Let's start with loading libraries and create a dataframe.
# importing libraries
import pandas as pd
import numpy as np
# Create dataframe using numpy array.
arr = np.random.randint(20, size=(4,4))
df = pd.DataFrame(arr, columns=['one', 'two', 'three', 'four'])
print(df)
output
one two three four
0 10 2 4 6
1 0 15 19 8
2 15 6 19 12
3 10 13 3 18
Retrieving labels
You can get the index axes(row) labels using .index
attribute and columns lables using .columns
attributes.
>>> df.index
RangeIndex(start=0, stop=4, step=1)
>>> df.columns
Index(['one', 'two', 'three', 'four'], dtype='object')

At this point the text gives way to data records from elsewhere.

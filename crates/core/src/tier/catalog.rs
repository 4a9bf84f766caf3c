//! Immutable tier catalog.
//!
//! The catalog is built once at process start and shared read-only (usually
//! behind an `Arc`). There is no way to mutate a catalog after construction.

use monetrax_shared::types::Money;
use rust_decimal::Decimal;

use super::error::TierError;
use super::types::{BillingCycle, Feature, Quota, SyncFrequency, TierDefinition, TierFeatures, TierId};

/// Yearly price is ten monthly payments.
const YEARLY_PRICE_MONTHS: u32 = 10;

/// The complete set of tier definitions, one per [`TierId`].
///
/// Every catalog carries a version label. Prices and limits never change
/// under a published label; a repricing ships as a new version.
#[derive(Debug, Clone, PartialEq, Eq)]
pub struct TierCatalog {
    version: String,
    tiers: [TierDefinition; 4],
}

impl TierCatalog {
    /// Version label of [`TierCatalog::standard`].
    pub const STANDARD_VERSION: &'static str = "2026-01";

    /// Builds the standard Monetrax catalog.
    ///
    /// | Tier | NGN/month | Transactions | AI | OCR | PDF | CSV | Banks |
    /// |------|-----------|--------------|----|-----|-----|-----|-------|
    /// | Free | 0 | 50 lifetime | No | No | No | Yes | 0 |
    /// | Starter | 5,000 | 200/month | No | Yes | Yes | Yes | 1 |
    /// | Business | 10,000 | 1,000/month | Yes | Yes | Yes | Yes | 3 |
    /// | Enterprise | 20,000 | Unlimited | Yes | Yes | Yes | Yes | Unlimited |
    #[must_use]
    pub fn standard() -> Self {
        Self {
            version: Self::STANDARD_VERSION.to_string(),
            tiers: [
                Self::definition(
                    TierId::Free,
                    "Free",
                    Decimal::ZERO,
                    TierFeatures {
                        transactions_per_period: Quota::Limited(50),
                        ai_insights: false,
                        receipt_ocr: false,
                        pdf_reports: false,
                        csv_export: true,
                        priority_support: false,
                        multi_user: false,
                        custom_categories: false,
                        linked_bank_accounts: Quota::Limited(0),
                        sync_frequency: SyncFrequency::None,
                        manual_sync_per_day: Quota::Limited(0),
                    },
                ),
                Self::definition(
                    TierId::Starter,
                    "Starter",
                    Decimal::from(5_000),
                    TierFeatures {
                        transactions_per_period: Quota::Limited(200),
                        ai_insights: false,
                        receipt_ocr: true,
                        pdf_reports: true,
                        csv_export: true,
                        priority_support: false,
                        multi_user: false,
                        custom_categories: true,
                        linked_bank_accounts: Quota::Limited(1),
                        sync_frequency: SyncFrequency::Daily,
                        manual_sync_per_day: Quota::Limited(3),
                    },
                ),
                Self::definition(
                    TierId::Business,
                    "Business",
                    Decimal::from(10_000),
                    TierFeatures {
                        transactions_per_period: Quota::Limited(1_000),
                        ai_insights: true,
                        receipt_ocr: true,
                        pdf_reports: true,
                        csv_export: true,
                        priority_support: true,
                        multi_user: true,
                        custom_categories: true,
                        linked_bank_accounts: Quota::Limited(3),
                        sync_frequency: SyncFrequency::Hourly,
                        manual_sync_per_day: Quota::Limited(10),
                    },
                ),
                Self::definition(
                    TierId::Enterprise,
                    "Enterprise",
                    Decimal::from(20_000),
                    TierFeatures {
                        transactions_per_period: Quota::Unlimited,
                        ai_insights: true,
                        receipt_ocr: true,
                        pdf_reports: true,
                        csv_export: true,
                        priority_support: true,
                        multi_user: true,
                        custom_categories: true,
                        linked_bank_accounts: Quota::Unlimited,
                        sync_frequency: SyncFrequency::Realtime,
                        manual_sync_per_day: Quota::Unlimited,
                    },
                ),
            ],
        }
    }

    fn definition(
        id: TierId,
        name: &str,
        monthly: Decimal,
        features: TierFeatures,
    ) -> TierDefinition {
        let price_monthly = Money::ngn(monthly);
        TierDefinition {
            id,
            name: name.to_string(),
            price_monthly,
            price_yearly: price_monthly.times(YEARLY_PRICE_MONTHS),
            features,
        }
    }

    /// Builds a catalog from explicit definitions under a version label.
    ///
    /// # Errors
    ///
    /// Returns `TierError::DuplicateTier` if a tier appears twice and
    /// `TierError::MissingTier` if any tier is absent.
    pub fn from_definitions(
        version: impl Into<String>,
        definitions: impl IntoIterator<Item = TierDefinition>,
    ) -> Result<Self, TierError> {
        let mut slots: [Option<TierDefinition>; 4] = [None, None, None, None];

        for definition in definitions {
            let slot = &mut slots[definition.id.index()];
            if slot.is_some() {
                return Err(TierError::DuplicateTier(definition.id));
            }
            *slot = Some(definition);
        }

        match slots {
            [Some(free), Some(starter), Some(business), Some(enterprise)] => Ok(Self {
                version: version.into(),
                tiers: [free, starter, business, enterprise],
            }),
            [free, starter, business, _] => {
                let missing = if free.is_none() {
                    TierId::Free
                } else if starter.is_none() {
                    TierId::Starter
                } else if business.is_none() {
                    TierId::Business
                } else {
                    TierId::Enterprise
                };
                Err(TierError::MissingTier(missing))
            }
        }
    }

    /// Version label of this catalog.
    #[must_use]
    pub fn version(&self) -> &str {
        &self.version
    }

    /// Returns the definition for a tier.
    #[must_use]
    pub fn get(&self, tier: TierId) -> &TierDefinition {
        &self.tiers[tier.index()]
    }

    /// Looks up a tier by its identifier string.
    ///
    /// # Errors
    ///
    /// Returns `TierError::InvalidTier` for an unrecognized identifier.
    pub fn lookup(&self, tier: &str) -> Result<&TierDefinition, TierError> {
        Ok(self.get(tier.parse()?))
    }

    /// Iterates all tiers, cheapest first.
    pub fn iter(&self) -> impl DoubleEndedIterator<Item = &TierDefinition> {
        self.tiers.iter()
    }

    /// Returns the cheapest tier that grants a feature.
    #[must_use]
    pub fn cheapest_with(&self, feature: Feature) -> Option<TierId> {
        self.iter()
            .find(|tier| tier.features.has(feature))
            .map(|tier| tier.id)
    }

    /// Price of one billing period for checkout.
    ///
    /// # Errors
    ///
    /// Returns `TierError::NotPurchasable` for the free tier and for the
    /// admin-override cycle.
    pub fn quote(&self, tier: TierId, cycle: BillingCycle) -> Result<Money, TierError> {
        let definition = self.get(tier);
        match cycle {
            _ if !tier.is_paid() => Err(TierError::NotPurchasable(tier)),
            BillingCycle::Monthly => Ok(definition.price_monthly),
            BillingCycle::Yearly => Ok(definition.price_yearly),
            BillingCycle::AdminOverride => Err(TierError::NotPurchasable(tier)),
        }
    }
}

impl Default for TierCatalog {
    fn default() -> Self {
        Self::standard()
    }
}
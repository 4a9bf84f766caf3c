//! Subscription tier catalog.
//!
//! Static, versioned definitions of the Free, Starter, Business, and
//! Enterprise tiers: prices, feature flags, and numeric limits.

pub mod catalog;
pub mod error;
pub mod types;

pub use catalog::TierCatalog;
pub use error::TierError;
pub use types::{
    BillingCycle, Feature, Quota, SyncFrequency, TierDefinition, TierFeatures, TierId,
};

These attributes return sequence objects which can be used like any other sequences in Python(such as a list) to get the values from it.
>>> df.columns[0]
one
# To convert into list.
>>> df.columns.to_list()
['one', 'two', 'three', 'four']
You can use the built-in list()
method or the to_list()
method of Dataframe to convert into a list type.
DataTypes
.dtypes
The type of data values in data frame is called datatypes or dtypes. You can get the data type of each column in Dataframe using the .dtypes
attribute. It is used to check whether your Dataframe assigns with the correct datatype or not.
>>> df.dtypes
one int64
two int64
three int64
four int64
dtype: object
We can see that our dataframe has four columns with all data values of type integer
.
It returns a Series with the data type of each column where the index is column names and corresponding data types as values. The dtype
at the bottom represent the datatype of returned Series since the values in this series are strings it returned the object
type.
.astype()
You can change the data type explicitly using the astype()
method.
# To change datatype of single column.
>>> df['one'].astype('float')
0 10.0
1 0.0
2 15.0
3 10.0
Name: one, dtype: float64
# To change data type of multiple columns.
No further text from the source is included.